▸ **Problem requirements**: Among the entries below, only the lines starting at the one with "pub fn active_at(&self, now: Instant)" and ending at the one with "pub struct HostApi", both included, are to be printed exactly.

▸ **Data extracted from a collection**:
----
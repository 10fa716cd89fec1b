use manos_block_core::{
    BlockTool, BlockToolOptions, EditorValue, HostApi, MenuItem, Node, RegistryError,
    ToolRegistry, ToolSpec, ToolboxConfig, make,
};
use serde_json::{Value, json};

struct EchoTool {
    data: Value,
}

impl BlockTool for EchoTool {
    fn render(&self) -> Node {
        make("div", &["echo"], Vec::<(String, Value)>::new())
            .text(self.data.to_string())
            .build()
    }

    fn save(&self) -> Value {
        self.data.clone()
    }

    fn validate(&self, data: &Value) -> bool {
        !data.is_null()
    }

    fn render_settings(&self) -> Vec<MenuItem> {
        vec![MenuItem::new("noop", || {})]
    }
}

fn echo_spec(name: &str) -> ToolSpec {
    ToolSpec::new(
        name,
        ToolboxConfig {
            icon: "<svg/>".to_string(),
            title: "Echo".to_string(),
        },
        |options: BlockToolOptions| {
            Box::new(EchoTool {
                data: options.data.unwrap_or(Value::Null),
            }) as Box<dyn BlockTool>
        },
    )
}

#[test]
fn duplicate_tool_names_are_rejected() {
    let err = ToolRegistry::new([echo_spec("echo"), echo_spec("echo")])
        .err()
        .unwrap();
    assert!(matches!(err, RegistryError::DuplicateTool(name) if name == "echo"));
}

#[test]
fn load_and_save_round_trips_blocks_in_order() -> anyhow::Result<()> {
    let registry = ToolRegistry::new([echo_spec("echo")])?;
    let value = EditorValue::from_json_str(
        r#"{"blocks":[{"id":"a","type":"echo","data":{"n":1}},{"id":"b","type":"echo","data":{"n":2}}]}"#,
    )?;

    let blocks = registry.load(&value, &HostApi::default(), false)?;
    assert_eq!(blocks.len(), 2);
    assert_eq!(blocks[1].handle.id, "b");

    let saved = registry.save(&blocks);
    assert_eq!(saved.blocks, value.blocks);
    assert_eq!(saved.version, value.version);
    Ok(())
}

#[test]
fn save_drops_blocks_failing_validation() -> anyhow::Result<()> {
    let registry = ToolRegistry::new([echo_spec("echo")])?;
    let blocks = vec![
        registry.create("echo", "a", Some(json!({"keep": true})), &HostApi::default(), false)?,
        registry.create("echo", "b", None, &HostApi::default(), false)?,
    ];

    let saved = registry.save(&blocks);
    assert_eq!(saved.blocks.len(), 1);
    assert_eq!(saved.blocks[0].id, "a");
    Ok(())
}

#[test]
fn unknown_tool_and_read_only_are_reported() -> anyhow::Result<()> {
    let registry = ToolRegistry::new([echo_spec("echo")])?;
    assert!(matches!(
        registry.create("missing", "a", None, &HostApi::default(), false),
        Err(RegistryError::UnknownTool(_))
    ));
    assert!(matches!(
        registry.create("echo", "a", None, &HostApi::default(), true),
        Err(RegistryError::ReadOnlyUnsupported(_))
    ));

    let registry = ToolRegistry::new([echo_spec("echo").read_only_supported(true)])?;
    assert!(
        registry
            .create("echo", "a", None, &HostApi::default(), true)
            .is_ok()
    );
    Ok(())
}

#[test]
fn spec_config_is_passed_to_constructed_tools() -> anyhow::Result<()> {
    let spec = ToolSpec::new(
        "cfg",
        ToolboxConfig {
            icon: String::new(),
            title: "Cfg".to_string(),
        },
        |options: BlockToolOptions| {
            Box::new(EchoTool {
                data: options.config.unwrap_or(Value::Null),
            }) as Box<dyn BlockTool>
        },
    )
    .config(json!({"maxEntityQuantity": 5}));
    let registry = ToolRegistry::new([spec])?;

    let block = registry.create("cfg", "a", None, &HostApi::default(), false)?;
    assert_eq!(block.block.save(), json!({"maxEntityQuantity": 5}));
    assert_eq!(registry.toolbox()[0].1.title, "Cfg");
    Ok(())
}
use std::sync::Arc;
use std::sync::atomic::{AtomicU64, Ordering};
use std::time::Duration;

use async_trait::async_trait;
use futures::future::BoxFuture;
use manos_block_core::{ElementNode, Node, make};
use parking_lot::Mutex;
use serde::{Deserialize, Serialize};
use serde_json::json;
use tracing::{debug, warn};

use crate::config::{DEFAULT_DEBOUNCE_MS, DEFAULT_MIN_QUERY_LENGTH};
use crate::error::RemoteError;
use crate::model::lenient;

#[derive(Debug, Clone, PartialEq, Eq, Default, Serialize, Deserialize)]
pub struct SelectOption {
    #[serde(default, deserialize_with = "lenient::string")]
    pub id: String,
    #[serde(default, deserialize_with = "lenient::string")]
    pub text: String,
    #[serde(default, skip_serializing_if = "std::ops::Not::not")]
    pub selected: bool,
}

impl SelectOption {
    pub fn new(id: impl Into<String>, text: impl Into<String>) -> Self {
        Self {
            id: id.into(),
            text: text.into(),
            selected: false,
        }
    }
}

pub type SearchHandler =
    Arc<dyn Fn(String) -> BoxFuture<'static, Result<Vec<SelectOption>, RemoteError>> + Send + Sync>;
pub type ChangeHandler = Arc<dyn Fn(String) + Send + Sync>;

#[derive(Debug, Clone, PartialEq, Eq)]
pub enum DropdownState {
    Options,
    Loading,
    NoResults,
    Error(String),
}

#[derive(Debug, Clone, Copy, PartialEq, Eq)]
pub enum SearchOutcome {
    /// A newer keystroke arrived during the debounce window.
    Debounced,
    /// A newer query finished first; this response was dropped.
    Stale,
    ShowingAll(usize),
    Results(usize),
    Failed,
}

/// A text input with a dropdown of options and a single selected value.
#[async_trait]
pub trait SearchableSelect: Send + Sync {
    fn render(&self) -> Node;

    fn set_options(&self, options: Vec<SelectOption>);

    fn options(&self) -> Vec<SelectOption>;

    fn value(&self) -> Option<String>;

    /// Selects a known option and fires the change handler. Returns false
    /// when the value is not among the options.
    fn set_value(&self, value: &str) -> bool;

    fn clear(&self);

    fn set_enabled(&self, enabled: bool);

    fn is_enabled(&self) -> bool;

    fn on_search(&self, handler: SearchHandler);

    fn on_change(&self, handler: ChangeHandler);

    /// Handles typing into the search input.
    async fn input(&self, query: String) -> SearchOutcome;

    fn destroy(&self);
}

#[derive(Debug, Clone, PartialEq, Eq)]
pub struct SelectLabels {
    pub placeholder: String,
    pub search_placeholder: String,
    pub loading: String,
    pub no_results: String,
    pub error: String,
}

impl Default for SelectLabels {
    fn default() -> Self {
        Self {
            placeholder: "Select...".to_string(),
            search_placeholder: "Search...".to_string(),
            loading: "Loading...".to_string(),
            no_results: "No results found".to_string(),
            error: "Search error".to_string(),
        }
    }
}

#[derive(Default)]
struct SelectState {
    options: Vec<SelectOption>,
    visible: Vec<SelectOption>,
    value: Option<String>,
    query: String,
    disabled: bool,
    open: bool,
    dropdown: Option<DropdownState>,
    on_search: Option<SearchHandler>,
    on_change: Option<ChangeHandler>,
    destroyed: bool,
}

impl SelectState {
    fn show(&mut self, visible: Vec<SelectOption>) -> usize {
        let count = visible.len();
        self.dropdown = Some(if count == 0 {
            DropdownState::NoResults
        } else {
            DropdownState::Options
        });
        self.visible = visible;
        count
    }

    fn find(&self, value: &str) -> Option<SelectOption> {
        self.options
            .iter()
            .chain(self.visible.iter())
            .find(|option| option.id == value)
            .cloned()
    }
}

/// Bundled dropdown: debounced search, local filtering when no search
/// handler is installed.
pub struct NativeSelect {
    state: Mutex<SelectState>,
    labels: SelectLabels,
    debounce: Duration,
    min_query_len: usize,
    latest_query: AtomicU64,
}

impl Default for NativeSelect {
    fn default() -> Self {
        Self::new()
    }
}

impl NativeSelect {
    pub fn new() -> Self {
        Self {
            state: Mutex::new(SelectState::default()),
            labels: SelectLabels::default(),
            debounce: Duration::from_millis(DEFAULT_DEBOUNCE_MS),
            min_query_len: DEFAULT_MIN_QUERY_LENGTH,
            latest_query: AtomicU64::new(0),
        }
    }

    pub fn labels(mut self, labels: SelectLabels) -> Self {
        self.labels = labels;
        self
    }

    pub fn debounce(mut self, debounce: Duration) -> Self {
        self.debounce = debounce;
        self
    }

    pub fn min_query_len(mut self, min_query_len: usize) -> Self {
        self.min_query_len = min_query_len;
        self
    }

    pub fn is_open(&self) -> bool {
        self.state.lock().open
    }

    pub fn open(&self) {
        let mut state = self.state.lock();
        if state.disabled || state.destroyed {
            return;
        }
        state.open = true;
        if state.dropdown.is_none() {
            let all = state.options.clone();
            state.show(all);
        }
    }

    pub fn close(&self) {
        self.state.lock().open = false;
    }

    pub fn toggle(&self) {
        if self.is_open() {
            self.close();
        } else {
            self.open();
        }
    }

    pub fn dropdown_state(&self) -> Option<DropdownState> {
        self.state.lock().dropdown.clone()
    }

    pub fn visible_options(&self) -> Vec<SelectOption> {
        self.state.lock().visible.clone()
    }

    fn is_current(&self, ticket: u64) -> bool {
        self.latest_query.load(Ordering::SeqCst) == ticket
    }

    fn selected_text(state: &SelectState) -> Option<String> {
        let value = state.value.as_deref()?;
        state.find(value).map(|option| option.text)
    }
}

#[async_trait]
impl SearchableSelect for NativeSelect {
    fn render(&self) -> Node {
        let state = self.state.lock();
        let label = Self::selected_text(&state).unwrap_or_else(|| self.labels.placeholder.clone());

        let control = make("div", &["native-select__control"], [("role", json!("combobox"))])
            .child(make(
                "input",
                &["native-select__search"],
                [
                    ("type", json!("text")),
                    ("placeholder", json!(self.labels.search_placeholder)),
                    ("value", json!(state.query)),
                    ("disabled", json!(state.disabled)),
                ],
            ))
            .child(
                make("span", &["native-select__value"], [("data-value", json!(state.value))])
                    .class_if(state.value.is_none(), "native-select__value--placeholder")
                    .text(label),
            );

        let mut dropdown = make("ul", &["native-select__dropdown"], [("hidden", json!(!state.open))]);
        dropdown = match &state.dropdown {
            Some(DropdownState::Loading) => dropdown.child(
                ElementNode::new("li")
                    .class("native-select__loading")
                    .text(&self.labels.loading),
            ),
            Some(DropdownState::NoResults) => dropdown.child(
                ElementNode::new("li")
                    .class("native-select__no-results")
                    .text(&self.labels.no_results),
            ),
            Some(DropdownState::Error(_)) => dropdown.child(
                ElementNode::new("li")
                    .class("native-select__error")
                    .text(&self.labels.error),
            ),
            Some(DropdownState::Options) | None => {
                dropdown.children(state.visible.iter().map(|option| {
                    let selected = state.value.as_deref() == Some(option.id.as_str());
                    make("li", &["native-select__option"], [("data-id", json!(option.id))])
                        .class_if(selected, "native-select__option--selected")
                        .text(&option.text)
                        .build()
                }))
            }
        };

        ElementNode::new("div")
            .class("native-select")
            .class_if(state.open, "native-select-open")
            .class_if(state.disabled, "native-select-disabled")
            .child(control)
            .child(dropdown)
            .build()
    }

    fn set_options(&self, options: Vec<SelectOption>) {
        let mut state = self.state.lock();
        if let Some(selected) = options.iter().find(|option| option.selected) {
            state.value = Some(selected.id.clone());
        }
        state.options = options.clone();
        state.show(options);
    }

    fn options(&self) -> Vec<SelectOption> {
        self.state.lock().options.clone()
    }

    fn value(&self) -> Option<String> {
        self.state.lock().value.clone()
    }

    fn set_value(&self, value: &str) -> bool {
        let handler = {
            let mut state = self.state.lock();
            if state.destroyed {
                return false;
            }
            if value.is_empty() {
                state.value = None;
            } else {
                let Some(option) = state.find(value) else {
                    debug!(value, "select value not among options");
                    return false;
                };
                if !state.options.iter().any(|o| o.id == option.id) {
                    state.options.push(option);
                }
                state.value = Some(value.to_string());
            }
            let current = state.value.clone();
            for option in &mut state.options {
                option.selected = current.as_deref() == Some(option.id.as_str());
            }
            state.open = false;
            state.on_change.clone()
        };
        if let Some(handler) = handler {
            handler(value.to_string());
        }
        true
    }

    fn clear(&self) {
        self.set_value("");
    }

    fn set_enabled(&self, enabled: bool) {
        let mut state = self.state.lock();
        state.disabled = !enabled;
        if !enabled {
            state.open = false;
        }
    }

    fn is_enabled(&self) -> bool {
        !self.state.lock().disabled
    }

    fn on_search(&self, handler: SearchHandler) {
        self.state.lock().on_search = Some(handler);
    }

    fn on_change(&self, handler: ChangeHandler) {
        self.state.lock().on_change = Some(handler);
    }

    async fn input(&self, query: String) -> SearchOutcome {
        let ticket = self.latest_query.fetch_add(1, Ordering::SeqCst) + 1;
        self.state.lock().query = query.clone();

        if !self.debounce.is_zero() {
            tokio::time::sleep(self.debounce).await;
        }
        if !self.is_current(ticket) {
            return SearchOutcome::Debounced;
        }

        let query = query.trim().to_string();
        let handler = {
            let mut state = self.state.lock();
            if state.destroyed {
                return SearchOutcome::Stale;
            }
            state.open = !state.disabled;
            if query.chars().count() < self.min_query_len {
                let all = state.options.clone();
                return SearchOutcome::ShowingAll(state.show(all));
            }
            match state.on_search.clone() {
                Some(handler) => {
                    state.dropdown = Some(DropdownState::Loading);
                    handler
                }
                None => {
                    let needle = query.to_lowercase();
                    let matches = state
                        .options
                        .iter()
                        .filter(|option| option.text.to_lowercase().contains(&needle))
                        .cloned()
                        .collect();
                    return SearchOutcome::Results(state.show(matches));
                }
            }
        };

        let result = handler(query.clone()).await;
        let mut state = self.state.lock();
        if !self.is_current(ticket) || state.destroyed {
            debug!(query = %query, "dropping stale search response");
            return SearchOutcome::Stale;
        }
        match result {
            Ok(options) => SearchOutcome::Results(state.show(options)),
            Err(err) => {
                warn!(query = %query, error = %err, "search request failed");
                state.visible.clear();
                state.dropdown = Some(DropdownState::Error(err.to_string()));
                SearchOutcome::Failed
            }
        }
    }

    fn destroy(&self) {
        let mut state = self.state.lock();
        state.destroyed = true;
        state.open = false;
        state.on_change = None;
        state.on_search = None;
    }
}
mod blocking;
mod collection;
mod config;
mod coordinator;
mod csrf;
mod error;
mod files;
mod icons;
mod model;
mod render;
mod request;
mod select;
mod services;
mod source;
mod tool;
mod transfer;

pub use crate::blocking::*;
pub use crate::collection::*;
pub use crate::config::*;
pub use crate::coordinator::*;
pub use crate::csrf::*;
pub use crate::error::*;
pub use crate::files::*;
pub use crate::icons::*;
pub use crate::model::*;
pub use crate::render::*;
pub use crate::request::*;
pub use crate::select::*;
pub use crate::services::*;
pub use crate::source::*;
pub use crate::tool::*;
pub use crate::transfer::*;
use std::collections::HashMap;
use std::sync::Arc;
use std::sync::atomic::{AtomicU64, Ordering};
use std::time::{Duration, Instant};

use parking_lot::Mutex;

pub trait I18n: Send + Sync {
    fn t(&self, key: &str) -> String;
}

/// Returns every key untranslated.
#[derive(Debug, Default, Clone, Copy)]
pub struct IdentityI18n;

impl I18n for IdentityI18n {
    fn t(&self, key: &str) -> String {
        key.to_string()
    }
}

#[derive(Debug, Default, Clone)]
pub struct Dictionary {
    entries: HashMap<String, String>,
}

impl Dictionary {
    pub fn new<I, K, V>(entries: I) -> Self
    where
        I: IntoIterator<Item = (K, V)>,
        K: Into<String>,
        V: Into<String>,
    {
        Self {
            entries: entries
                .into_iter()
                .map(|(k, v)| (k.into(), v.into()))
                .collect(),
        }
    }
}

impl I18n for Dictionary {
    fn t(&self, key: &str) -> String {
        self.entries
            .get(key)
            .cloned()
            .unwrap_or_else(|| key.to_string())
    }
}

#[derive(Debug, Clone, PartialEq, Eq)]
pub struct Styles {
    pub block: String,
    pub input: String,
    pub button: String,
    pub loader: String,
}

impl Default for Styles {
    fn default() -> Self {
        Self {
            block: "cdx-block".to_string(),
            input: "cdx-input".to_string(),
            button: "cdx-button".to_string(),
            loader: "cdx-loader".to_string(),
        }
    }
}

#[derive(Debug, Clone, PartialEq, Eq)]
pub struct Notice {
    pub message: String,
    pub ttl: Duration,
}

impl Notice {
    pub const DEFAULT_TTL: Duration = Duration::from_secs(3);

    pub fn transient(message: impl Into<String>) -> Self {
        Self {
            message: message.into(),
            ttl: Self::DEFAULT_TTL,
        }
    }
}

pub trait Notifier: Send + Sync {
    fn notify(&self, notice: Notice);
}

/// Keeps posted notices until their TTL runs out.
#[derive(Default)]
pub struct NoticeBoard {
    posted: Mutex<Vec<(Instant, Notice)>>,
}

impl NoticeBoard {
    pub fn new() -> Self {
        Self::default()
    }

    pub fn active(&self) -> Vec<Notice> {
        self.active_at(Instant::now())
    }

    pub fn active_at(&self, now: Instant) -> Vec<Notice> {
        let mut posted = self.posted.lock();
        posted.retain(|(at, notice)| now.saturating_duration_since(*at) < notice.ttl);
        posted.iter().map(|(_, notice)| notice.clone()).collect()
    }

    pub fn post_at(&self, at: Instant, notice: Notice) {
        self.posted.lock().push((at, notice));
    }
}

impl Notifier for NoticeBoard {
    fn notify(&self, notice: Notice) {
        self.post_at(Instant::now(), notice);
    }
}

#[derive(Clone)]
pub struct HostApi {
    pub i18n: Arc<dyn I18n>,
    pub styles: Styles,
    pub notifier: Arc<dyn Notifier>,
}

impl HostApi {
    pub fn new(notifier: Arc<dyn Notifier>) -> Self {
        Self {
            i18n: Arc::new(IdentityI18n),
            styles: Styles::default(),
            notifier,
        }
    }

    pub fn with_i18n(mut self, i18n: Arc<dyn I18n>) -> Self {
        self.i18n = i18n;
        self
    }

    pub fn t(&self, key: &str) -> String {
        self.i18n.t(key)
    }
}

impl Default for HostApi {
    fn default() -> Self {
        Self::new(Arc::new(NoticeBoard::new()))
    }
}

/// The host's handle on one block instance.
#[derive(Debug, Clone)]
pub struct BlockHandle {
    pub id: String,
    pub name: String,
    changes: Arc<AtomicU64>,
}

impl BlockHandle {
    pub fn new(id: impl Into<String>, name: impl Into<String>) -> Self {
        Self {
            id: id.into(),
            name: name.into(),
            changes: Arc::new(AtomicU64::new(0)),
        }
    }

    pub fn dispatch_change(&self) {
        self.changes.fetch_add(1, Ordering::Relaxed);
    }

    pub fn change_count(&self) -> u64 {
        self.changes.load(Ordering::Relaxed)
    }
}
----
▸ **Exercise answer**:
    pub fn active_at(&self, now: Instant) -> Vec<Notice> {
        let mut posted = self.posted.lock();
        posted.retain(|(at, notice)| now.saturating_duration_since(*at) < notice.ttl);
        posted.iter().map(|(_, notice)| notice.clone()).collect()
    }

    pub fn post_at(&self, at: Instant, notice: Notice) {
        self.posted.lock().push((at, notice));
    }
}

impl Notifier for NoticeBoard {
    fn notify(&self, notice: Notice) {
        self.post_at(Instant::now(), notice);
    }
}

#[derive(Clone)]
pub struct HostApi {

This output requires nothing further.